Artemisa, 1932. There was no luxury in his cradle. There, in the sweat of the people and the neighborhood, a young man was born whom history was waiting for. Ramiro Valdés Menéndez learned before he could even walk that the homeland is not asked for, it is built. His mother, a follower of Cespedes and Martí, placed in his hands, more than bread, an ideology.
Life made him a lineman. And from the top of the electric poles, he saw the map of injustices more clearly. He was not just any worker: he was a guardian of dignity. When the 1952 coup thundered through the Cuban night, he wasn’t in a bureaucrat’s office: he was at the sugar mill, machete slung over his shoulder and dirt caked on his shoes. But the mill wasn’t his destiny; the mountains were.
He answered Fidel’s call, just as he answered the mission entrusted to him the day the young lawyer—without having been given the address—suddenly appeared at his house to find out how many of his friends from the neighborhood he could count on to make Cuba dignified.
Like so many Artemisans who, on July 26, 1953, transformed the Moncada Barracks into the first resounding cry for freedom, he was there. It wasn’t just another assault: it was the baptism of fire for a generation that preferred prison to shame. A prisoner on the Isle of Pines, exiled in Mexico, a sailor on the Granma… the odyssey had only just begun.
In the Sierra Maestra, Commander Ernesto “Che” Guevara, whom he cared for like a brother, wanted him by his side as second-in-command of Column No. 8. And he didn’t disappoint him. There, amidst the fog and bullets, the mettle of a Commander was forged—a Commander who didn’t need rank to lead, because he led by example. When victory dawned on January 1st, 1959, Ramiro was already a legend.
But the Revolution wasn’t meant to be rested; The Central Region, State Security, the days of the Bay of Pigs invasion—each responsibility was a stepping stone in his commitment. Minister of the Interior, First Deputy Minister of the Revolutionary Armed Forces, Aide to the Commander-in-Chief, President of the Industrial Group for Electronics, Minister of Information Technology and Communications, Vice President of the Councils of State and Ministers, Deputy Prime Minister… and in every position, the same word: loyalty.

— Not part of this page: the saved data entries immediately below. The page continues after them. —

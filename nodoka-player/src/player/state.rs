//! Player state transitions
//!
//! ```text
//! Idle -> Loading -> Parsing -> Ready <-> Playing <-> Paused -> Ended -> Released
//! ```
//!
//! `Idle` is the initial state and `Released` ends a load cycle; the next
//! `load_media` re-enters `Loading` from either. Control calls only set
//! `Loading` and `Released` directly. Every other transition is driven by
//! backend events through [`next_state`].

use crate::backend::{BackendEvent, BackendState};
pub use nodoka_common::PlayerState;

/// State reached when `event` arrives in `current`
///
/// Returns `None` when the event does not move the state machine (time
/// ticks, errors, or events that make no sense in the current state).
pub fn next_state(current: PlayerState, event: &BackendEvent) -> Option<PlayerState> {
    use PlayerState::*;

    if !current.has_media() {
        return None;
    }

    let next = match event {
        BackendEvent::StateChanged(BackendState::Opening | BackendState::Buffering) => {
            match current {
                Loading => Parsing,
                _ => return None,
            }
        }
        BackendEvent::ParsedChanged(true) => match current {
            Loading | Parsing => Ready,
            _ => return None,
        },
        BackendEvent::StateChanged(BackendState::Playing) => Playing,
        BackendEvent::StateChanged(BackendState::Paused) => match current {
            Playing => Paused,
            _ => return None,
        },
        BackendEvent::StateChanged(BackendState::Stopped) => match current {
            Playing | Paused | Ended => Ready,
            _ => return None,
        },
        BackendEvent::StateChanged(BackendState::Ended) | BackendEvent::EndReached => {
            match current {
                Playing | Paused => Ended,
                _ => return None,
            }
        }
        BackendEvent::StateChanged(BackendState::NothingSpecial | BackendState::Error)
        | BackendEvent::ParsedChanged(false)
        | BackendEvent::TimeChanged(_)
        | BackendEvent::Error(_) => return None,
    };

    (next != current).then_some(next)
}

But whoever thought that his title distanced him from practical matters didn’t know Ramiro. We, journalists, witnessed, on more than one occasion, his demanding nature. Not the demanding nature of someone who intimidates, but that of someone who meticulously monitors the operation of a thermoelectric plant or the progress of a key investment project for the country’s development with the patience of a watchmaker and the discerning eye of a military man. He didn’t raise his voice; there was no need. With the wisdom of someone who knows how to teach, he scrutinized every valve, every figure, every delayed schedule.
He asked about every detail like a seasoned specialist, because he was one. And in his questions, without fanfare, lay the deepest demand: that of someone who knows that time lost on a project is time stolen from the people; because Ramiro didn’t come from the lofty position of office, but from the lofty position of knowledge and history.

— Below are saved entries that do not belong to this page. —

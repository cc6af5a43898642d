//! Content-addressed sidecar store
//!
//! Playback fields that change on every position tick (current time,
//! completeness) and fields that are expensive to recompute (duration,
//! checksum) are kept out of the library database. Each logical key maps to
//! one small JSON document whose location is derived from the SHA-1 of the
//! key, laid out like git loose objects:
//!
//! ```text
//! <root>/<first two hex digits>/<remaining 38 hex digits>
//! ```
//!
//! Documents are independent. Writes to different keys never contend, and
//! there are no multi-key transactions. The store hands out one shared
//! [`SidecarDocument`] per key while any holder is alive, so every writer to
//! a key goes through the same in-memory copy and its mutex.

use crate::error::{Error, Result};
use serde_json::{Map, Value};
use sha1::{Digest, Sha1};
use std::fs::File;
use std::io::Write;
use std::collections::HashMap;
use std::path::{Path, PathBuf};
use std::sync::{Arc, Mutex, PoisonError, Weak};
use tracing::{debug, warn};

/// Field names used inside sidecar documents
pub mod fields {
    /// Media duration in milliseconds (int64)
    pub const DURATION: &str = "duration";
    /// Last persisted playback position in milliseconds (int64)
    pub const CURRENT_TIME: &str = "currentTime";
    /// Progress percentage, 0-100
    pub const COMPLETENESS: &str = "completeness";
    /// Hex SHA-1 of the media file contents
    pub const CHECKSUM: &str = "checkSum";
}

/// Root handle of the sidecar store
#[derive(Debug, Clone)]
pub struct SidecarStore {
    root: PathBuf,
    /// Documents some proxy still holds, by key
    open_documents: Arc<Mutex<HashMap<String, Weak<SidecarDocument>>>>,
}

impl SidecarStore {
    /// Open the store rooted at `root`, creating the folder if needed.
    ///
    /// Fails if the folder cannot be created or written to. Once the store
    /// is open, individual write failures are logged and dropped instead.
    pub fn open(root: impl Into<PathBuf>) -> Result<Self> {
        let root = root.into();

        std::fs::create_dir_all(&root).map_err(|e| {
            Error::Config(format!(
                "Cannot create sidecar folder {}: {}",
                root.display(),
                e
            ))
        })?;

        let probe = root.join(".write-probe");
        std::fs::write(&probe, b"")
            .and_then(|()| std::fs::remove_file(&probe))
            .map_err(|e| {
                Error::Config(format!(
                    "Sidecar folder {} is not writable: {}",
                    root.display(),
                    e
                ))
            })?;

        debug!("Sidecar store opened at {}", root.display());
        Ok(Self {
            root,
            open_documents: Arc::new(Mutex::new(HashMap::new())),
        })
    }

    pub fn root(&self) -> &Path {
        &self.root
    }

    /// Location of the document for `key`
    pub fn compute_location(&self, key: &str) -> PathBuf {
        compute_location(&self.root, key)
    }

    /// Shared handle for `key`, loaded from disk when nobody holds one
    pub fn document(&self, key: &str) -> Arc<SidecarDocument> {
        let mut open = self
            .open_documents
            .lock()
            .unwrap_or_else(PoisonError::into_inner);

        if let Some(document) = open.get(key).and_then(Weak::upgrade) {
            return document;
        }

        open.retain(|_, handle| handle.strong_count() > 0);
        let document = Arc::new(SidecarDocument::load(key, self.compute_location(key)));
        open.insert(key.to_string(), Arc::downgrade(&document));
        document
    }

    /// Read one field straight from disk
    pub fn get(&self, key: &str, field: &str) -> Option<Value> {
        self.document(key).get(field)
    }

    /// Write one field and flush it to disk
    pub fn set(&self, key: &str, field: &str, value: impl Into<Value>) {
        self.document(key).set(field, value);
    }
}

/// Hash `key` with SHA-1 and split the hex digest into shard and file name
pub fn compute_location(root: &Path, key: &str) -> PathBuf {
    let hex = format!("{:x}", Sha1::digest(key.as_bytes()));
    let (prefix, suffix) = hex.split_at(2);
    root.join(prefix).join(suffix)
}

/// One key's document, cached in memory and written through on every change
#[derive(Debug)]
pub struct SidecarDocument {
    key: String,
    path: PathBuf,
    fields: Mutex<Map<String, Value>>,
}

impl SidecarDocument {
    fn load(key: &str, path: PathBuf) -> Self {
        let fields = match std::fs::read_to_string(&path) {
            Ok(text) => match serde_json::from_str::<Map<String, Value>>(&text) {
                Ok(map) => map,
                Err(e) => {
                    warn!("Discarding unreadable sidecar {}: {}", path.display(), e);
                    Map::new()
                }
            },
            Err(e) if e.kind() == std::io::ErrorKind::NotFound => Map::new(),
            Err(e) => {
                warn!("Failed to read sidecar {}: {}", path.display(), e);
                Map::new()
            }
        };

        Self {
            key: key.to_string(),
            path,
            fields: Mutex::new(fields),
        }
    }

    pub fn key(&self) -> &str {
        &self.key
    }

    pub fn path(&self) -> &Path {
        &self.path
    }

    fn lock(&self) -> std::sync::MutexGuard<'_, Map<String, Value>> {
        self.fields.lock().unwrap_or_else(PoisonError::into_inner)
    }

    /// Field value, `None` when absent or null
    pub fn get(&self, field: &str) -> Option<Value> {
        self.lock().get(field).filter(|v| !v.is_null()).cloned()
    }

    pub fn get_i64(&self, field: &str) -> Option<i64> {
        self.get(field)
            .and_then(|v| v.as_i64().or_else(|| v.as_f64().map(|f| f as i64)))
    }

    pub fn get_f64(&self, field: &str) -> Option<f64> {
        self.get(field).and_then(|v| v.as_f64())
    }

    pub fn get_string(&self, field: &str) -> Option<String> {
        self.get(field).and_then(|v| v.as_str().map(str::to_string))
    }

    pub fn contains(&self, field: &str) -> bool {
        self.get(field).is_some()
    }

    /// Set one field and flush the document
    pub fn set(&self, field: &str, value: impl Into<Value>) {
        self.update(|fields| {
            fields.insert(field.to_string(), value.into());
        });
    }

    /// Remove one field and flush the document
    pub fn remove(&self, field: &str) {
        self.update(|fields| {
            fields.remove(field);
        });
    }

    /// Apply several changes under one lock and flush once
    pub fn update(&self, apply: impl FnOnce(&mut Map<String, Value>)) {
        let mut fields = self.lock();
        apply(&mut fields);

        // The flush stays under the lock so two writers through this handle
        // can never reorder their files on disk.
        match serde_json::to_vec_pretty(&*fields) {
            Ok(bytes) => {
                if let Err(e) = write_synced(&self.path, &bytes) {
                    warn!(
                        "Dropping sidecar write for '{}' ({}): {}",
                        self.key,
                        self.path.display(),
                        e
                    );
                }
            }
            Err(e) => warn!("Failed to encode sidecar for '{}': {}", self.key, e),
        }
    }
}

/// Write to a temp file, fsync, then rename over the target
fn write_synced(path: &Path, contents: &[u8]) -> std::io::Result<()> {
    if let Some(parent) = path.parent() {
        std::fs::create_dir_all(parent)?;
    }

    let tmp = path.with_extension("tmp");
    {
        let mut file = File::create(&tmp)?;
        file.write_all(contents)?;
        file.sync_all()?;
    }
    std::fs::rename(&tmp, path)
}

#[cfg(test)]
mod tests {
    use super::*;

    #[test]
    fn test_compute_location_shards_sha1() {
        let root = Path::new("/data/sidecar");
        // SHA-1("abc") = a9993e364706816aba3e25717850c26c9cd0d89d
        let location = compute_location(root, "abc");
        assert_eq!(
            location,
            PathBuf::from("/data/sidecar/a9/993e364706816aba3e25717850c26c9cd0d89d")
        );
    }

    #[test]
    fn test_distinct_keys_distinct_locations() {
        let root = Path::new("/x");
        assert_ne!(
            compute_location(root, "/books/a/01.mp3"),
            compute_location(root, "/books/a/02.mp3")
        );
    }

    #[test]
    fn test_set_persists_immediately() {
        let dir = tempfile::tempdir().unwrap();
        let store = SidecarStore::open(dir.path()).unwrap();

        store.set("/books/a/01.mp3", fields::DURATION, 600_000i64);

        // A fresh handle reads from disk
        let doc = store.document("/books/a/01.mp3");
        assert_eq!(doc.get_i64(fields::DURATION), Some(600_000));
        assert!(store.compute_location("/books/a/01.mp3").exists());
    }

    #[test]
    fn test_live_handles_are_shared() {
        let dir = tempfile::tempdir().unwrap();
        let store = SidecarStore::open(dir.path()).unwrap();

        let first = store.document("/books/a/01.mp3");
        let second = store.document("/books/a/01.mp3");
        assert!(Arc::ptr_eq(&first, &second));

        second.set(fields::DURATION, 600_000i64);
        first.set(fields::CURRENT_TIME, 1500i64);

        drop(first);
        drop(second);
        let reloaded = store.document("/books/a/01.mp3");
        assert_eq!(reloaded.get_i64(fields::DURATION), Some(600_000));
        assert_eq!(reloaded.get_i64(fields::CURRENT_TIME), Some(1500));
    }

    #[test]
    fn test_missing_field_is_none() {
        let dir = tempfile::tempdir().unwrap();
        let store = SidecarStore::open(dir.path()).unwrap();

        assert_eq!(store.get("never-written", fields::CURRENT_TIME), None);
        let doc = store.document("never-written");
        assert!(!doc.contains(fields::CURRENT_TIME));
    }

    #[test]
    fn test_update_and_remove() {
        let dir = tempfile::tempdir().unwrap();
        let store = SidecarStore::open(dir.path()).unwrap();
        let doc = store.document("k");

        doc.update(|f| {
            f.insert(fields::CURRENT_TIME.to_string(), Value::from(1500));
            f.insert(fields::COMPLETENESS.to_string(), Value::from(12.5));
        });
        doc.remove(fields::CURRENT_TIME);

        let reloaded = store.document("k");
        assert_eq!(reloaded.get_i64(fields::CURRENT_TIME), None);
        assert_eq!(reloaded.get_f64(fields::COMPLETENESS), Some(12.5));
    }

    #[test]
    fn test_corrupt_document_starts_empty() {
        let dir = tempfile::tempdir().unwrap();
        let store = SidecarStore::open(dir.path()).unwrap();
        let path = store.compute_location("broken");
        std::fs::create_dir_all(path.parent().unwrap()).unwrap();
        std::fs::write(&path, b"{ not json").unwrap();

        let doc = store.document("broken");
        assert_eq!(doc.get(fields::DURATION), None);

        doc.set(fields::DURATION, 42i64);
        assert_eq!(store.document("broken").get_i64(fields::DURATION), Some(42));
    }

    #[test]
    fn test_write_failure_is_dropped() {
        let dir = tempfile::tempdir().unwrap();
        let store = SidecarStore::open(dir.path()).unwrap();
        let path = store.compute_location("blocked");

        // Occupy the shard directory name with a plain file
        std::fs::write(path.parent().unwrap(), b"").unwrap();

        store.set("blocked", fields::DURATION, 10i64);
        assert_eq!(store.get("blocked", fields::DURATION), None);
    }

    #[test]
    fn test_open_fails_on_file_root() {
        let dir = tempfile::tempdir().unwrap();
        let root = dir.path().join("occupied");
        std::fs::write(&root, b"").unwrap();

        assert!(matches!(SidecarStore::open(&root), Err(Error::Config(_))));
    }
}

There was no higher mission, however, than the one that took him to Bolivia. To search for, locate, exhume, and transfer the remains of Che Guevara and his comrades was not a bureaucratic task: it was an act of poetic justice. Ramiro went to return to history what history had stolen from him.
Founder of the Central Committee of the Party and its Political Bureau, deputy to the National Assembly, he was, above all, a man of conviction. He knew neither discouragement nor betrayal. In every battle, in every trench, he stood by Fidel and Raúl, with a fidelity that transcends time and trends.
Today, when the news of his passing hurts like the loss of a father, Ramiro Valdés Menéndez lives on in every young person who holds a book, in every worker who builds a sugar mill, in every soldier who watches over the border. His example is not a statue: it is that youth that propels the country forward today.
Cuba, 2026. The Revolution loses one of its own, but gains a legend. And legends, like Che, like Fidel, like Camilo, do not die: they multiply. Ramiro Valdés, as he told a colleague in an interview, will continue to rise strong, through his example.